La réalité est encore triste, mais le défi est immense pour demain : éduquer à la maison, à l’école, les filles pour qu’elles rêvent leur vie comme des êtres humains, les garçons pour qu’ils rêvent les femmes comme ils se rêvent eux-mêmes.

 

 

(1) Inégalité salariale dans l’Éducation

Observer la répartition des salaires à l’Éducation nationale est très instructif. Si le traitement indiciaire brut moyen d’un professeur des écoles homme est de 2650 €, celui d’une femme est de 2392 €. Chez les titulaires du CAPES (la grande majorité des enseignant.e.s), l’écart est de 100 € (2694 € et 2590 €). Comment expliquer ces écarts alors que les grilles indiciaires sont les mêmes ? On observe un écart aussi chez les personnels de direction (4107 € et 3970 €) ou dans l’encadrement supérieur (4545 € et 4365 €). À noter qu’il s’agit du traitement indiciaire brut, c’est-à-dire du traitement calculé sans primes. Mais on va voir qu’il y a aussi des différences du côté des primes.
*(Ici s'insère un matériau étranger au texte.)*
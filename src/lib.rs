mod app;
mod errors;
mod hashing;
pub mod mail;
mod password;
mod secret;
mod settings;
mod tokens;
mod users;
mod validation;

#[cfg(test)]
mod testing;

pub use app::{
    App,
    AppConfig,
    AppDb,
    AppMailer,
    AppRenderer,
    AppTypes,
};
pub use errors::Error;
pub use mail::{
    send_activation_email,
    send_reset_email,
};
pub use password::{
    PASSWORD_SPECIAL_CHARACTERS,
    is_strong_password,
};
pub use secret::{
    PasswordHash,
    Secret,
    generate_secret_key,
};
pub use settings::Settings;
pub use tokens::{
    TokenPurpose,
    decode_uid,
    encode_uid,
    generate_token,
    is_token_valid,
};
pub use users::{
    AccountUser,
    activate_account,
    reset_password,
};
pub use validation::ValidationError;

/// The minimum length of a strong password, in characters.
pub const MINIMUM_PASSWORD_LENGTH: usize = 8;

/// Activation and reset links expire after 1 day, unless configured otherwise
/// with `AppConfig::link_expire_after_hours`.
pub const DEFAULT_LINK_EXPIRE_AFTER_HOURS: u64 = 24;

/// The longest configurable link lifetime, 10 years. Larger values of
/// `AppConfig::link_expire_after_hours` are treated as this.
pub const MAX_LINK_EXPIRE_AFTER_HOURS: u64 = 10 * 365 * 24;
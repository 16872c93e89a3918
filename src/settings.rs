use crate::{
    app::AppConfig,
    secret::Secret,
    DEFAULT_LINK_EXPIRE_AFTER_HOURS,
    MAX_LINK_EXPIRE_AFTER_HOURS,
};

/// Read-only configuration for activation and reset emails. Construct it once
/// at startup, e.g. by deserializing a section of the application's config
/// file, and hand it to the `App` implementation.
///
/// `link_expire_after_hours` defaults to 24 and may not exceed
/// `MAX_LINK_EXPIRE_AFTER_HOURS`.
///
/// ```json
/// {
///     "secret_key": "…",
///     "frontend_base_url": "https://example.com",
///     "email_host_user": "noreply@example.com"
/// }
/// ```
#[derive(Debug, Clone, serde::Deserialize)]
#[serde(deny_unknown_fields)]
pub struct Settings {
    pub secret_key: Secret,
    pub frontend_base_url: String,
    pub email_host_user: String,
    #[serde(
        default = "default_link_expire_after_hours",
        deserialize_with = "deserialize_link_expire_after_hours"
    )]
    pub link_expire_after_hours: u64,
}

fn default_link_expire_after_hours() -> u64 {
    DEFAULT_LINK_EXPIRE_AFTER_HOURS
}

fn deserialize_link_expire_after_hours<'de, D>(deserializer: D) -> Result<u64, D::Error>
where
    D: serde::Deserializer<'de>,
{
    let hours = <u64 as serde::Deserialize>::deserialize(deserializer)?;
    if hours > MAX_LINK_EXPIRE_AFTER_HOURS {
        return Err(serde::de::Error::custom(format!(
            "link_expire_after_hours must be at most {MAX_LINK_EXPIRE_AFTER_HOURS}",
        )));
    }
    Ok(hours)
}

impl Settings {
    pub fn new(
        secret_key: Secret,
        frontend_base_url: impl Into<String>,
        email_host_user: impl Into<String>,
    ) -> Self {
        Self {
            secret_key,
            frontend_base_url: frontend_base_url.into(),
            email_host_user: email_host_user.into(),
            link_expire_after_hours: DEFAULT_LINK_EXPIRE_AFTER_HOURS,
        }
    }
}

impl AppConfig for Settings {
    fn secret_key(&self) -> &Secret {
        &self.secret_key
    }

    fn frontend_base_url(&self) -> &str {
        &self.frontend_base_url
    }

    fn email_host_user(&self) -> &str {
        &self.email_host_user
    }

    fn link_expire_after_hours(&self) -> u64 {
        self.link_expire_after_hours
    }
}
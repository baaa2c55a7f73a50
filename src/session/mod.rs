//! Letter-training session
//!
//! [`SessionMachine`] holds the rules of a round as a synchronous state machine;
//! [`Trainer`] drives it against a [`Recognizer`](crate::recognition::Recognizer)
//! and a [`Presenter`](crate::presentation::Presenter).

mod driver;
mod machine;
mod state;

pub use driver::{Trainer, TrainerHandle};
pub use machine::{Command, Event, SessionMachine};
pub use state::{FollowUp, Generation, Outcome, Phase, SessionState};
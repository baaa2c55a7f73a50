//! TOML configuration file loading
//!
//! Supports `~/.config/letter-coach/config.toml` as a persistent config source.
//! All fields are optional; the file is a partial overlay on top of defaults.

use std::collections::HashMap;
use std::path::{Path, PathBuf};

use serde::Deserialize;

use crate::Result;

/// Top-level TOML configuration file schema
#[derive(Debug, Default, Deserialize)]
pub struct ConfigFile {
    /// Round settings
    #[serde(default)]
    pub session: SessionFileConfig,

    /// Recognition engine settings
    #[serde(default)]
    pub recognition: RecognitionFileConfig,

    /// Lexicon additions
    #[serde(default)]
    pub lexicon: LexiconFileConfig,
}

/// Round configuration
#[derive(Debug, Default, Deserialize)]
pub struct SessionFileConfig {
    /// Letters per round
    pub sequence_length: Option<usize>,

    /// Attempts per letter before moving on
    pub max_attempts: Option<u8>,

    /// Pause after a correct answer, in milliseconds
    pub correct_settle_ms: Option<u64>,

    /// Correct answers needed to win; 80% of the round when unset
    pub win_threshold: Option<usize>,
}

/// Recognition configuration
#[derive(Debug, Default, Deserialize)]
pub struct RecognitionFileConfig {
    /// Locale (e.g. "en-US")
    pub language: Option<String>,
}

/// Lexicon configuration
#[derive(Debug, Default, Deserialize)]
pub struct LexiconFileConfig {
    /// Extra spoken forms keyed by letter
    #[serde(default)]
    pub extra: HashMap<String, Vec<String>>,
}

/// Load the TOML config file from the standard path
///
/// Returns `ConfigFile::default()` if the file doesn't exist or can't be parsed.
pub fn load_config_file() -> ConfigFile {
    let Some(path) = config_file_path() else {
        return ConfigFile::default();
    };

    if !path.exists() {
        return ConfigFile::default();
    }

    match read_config_file(&path) {
        Ok(config) => config,
        Err(e) => {
            tracing::warn!(
                path = %path.display(),
                error = %e,
                "failed to load config file, using defaults"
            );
            ConfigFile::default()
        }
    }
}

/// Read and parse a specific config file
///
/// # Errors
///
/// Returns error if the file cannot be read or is not valid TOML for this schema
pub fn read_config_file(path: &Path) -> Result<ConfigFile> {
    let content = std::fs::read_to_string(path)?;
    let config = toml::from_str(&content)?;
    tracing::info!(path = %path.display(), "loaded config file");
    Ok(config)
}

/// Return the config file path: `~/.config/letter-coach/config.toml`
pub fn config_file_path() -> Option<PathBuf> {
    directories::BaseDirs::new().map(|d| d.config_dir().join("letter-coach").join("config.toml"))
}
« Dans le premier degré public, le salaire net des hommes est supérieur de 11 % à celui des femmes et, dans le second degré public, de 8 %. Les écarts entre les hommes et les femmes s’observent à la fois pour le traitement indiciaire brut (TIB) et pour les primes », note le Bilan social. En effet, « les hommes enseignent davantage à temps plein et sont plus avancés dans leur carrière. Le niveau et la part des primes sont également plus élevés pour les hommes. Parmi les professeurs des écoles du public, l’écart de primes est de 43 % entre hommes et femmes, en lien avec une relative surreprésentation des hommes dans les directions des écoles et sur des établissements de plus grande taille (la prime de direction étant en partie liée à la taille de l’établissement). Dans le second degré, public comme privé, et plus encore parmi les professeur.e.s agrégé.e.s et de chaire supérieure, les hommes perçoivent en moyenne 26 % (dans le privé) à 29 % (dans le public) de primes de plus que les femmes. » Si les femmes gagnent moins comme enseignantes c’est aussi qu’elles ont un second métier : celui de femme, avec toutes les charges familiales que cela représente.

 

Sources :

Solène Cordier, Le Monde, 12 octobre 2019.

François Jarraud, Café pédagogique, 09 mars 2020.

Insee, Tableaux de l’économie française, édition 2019.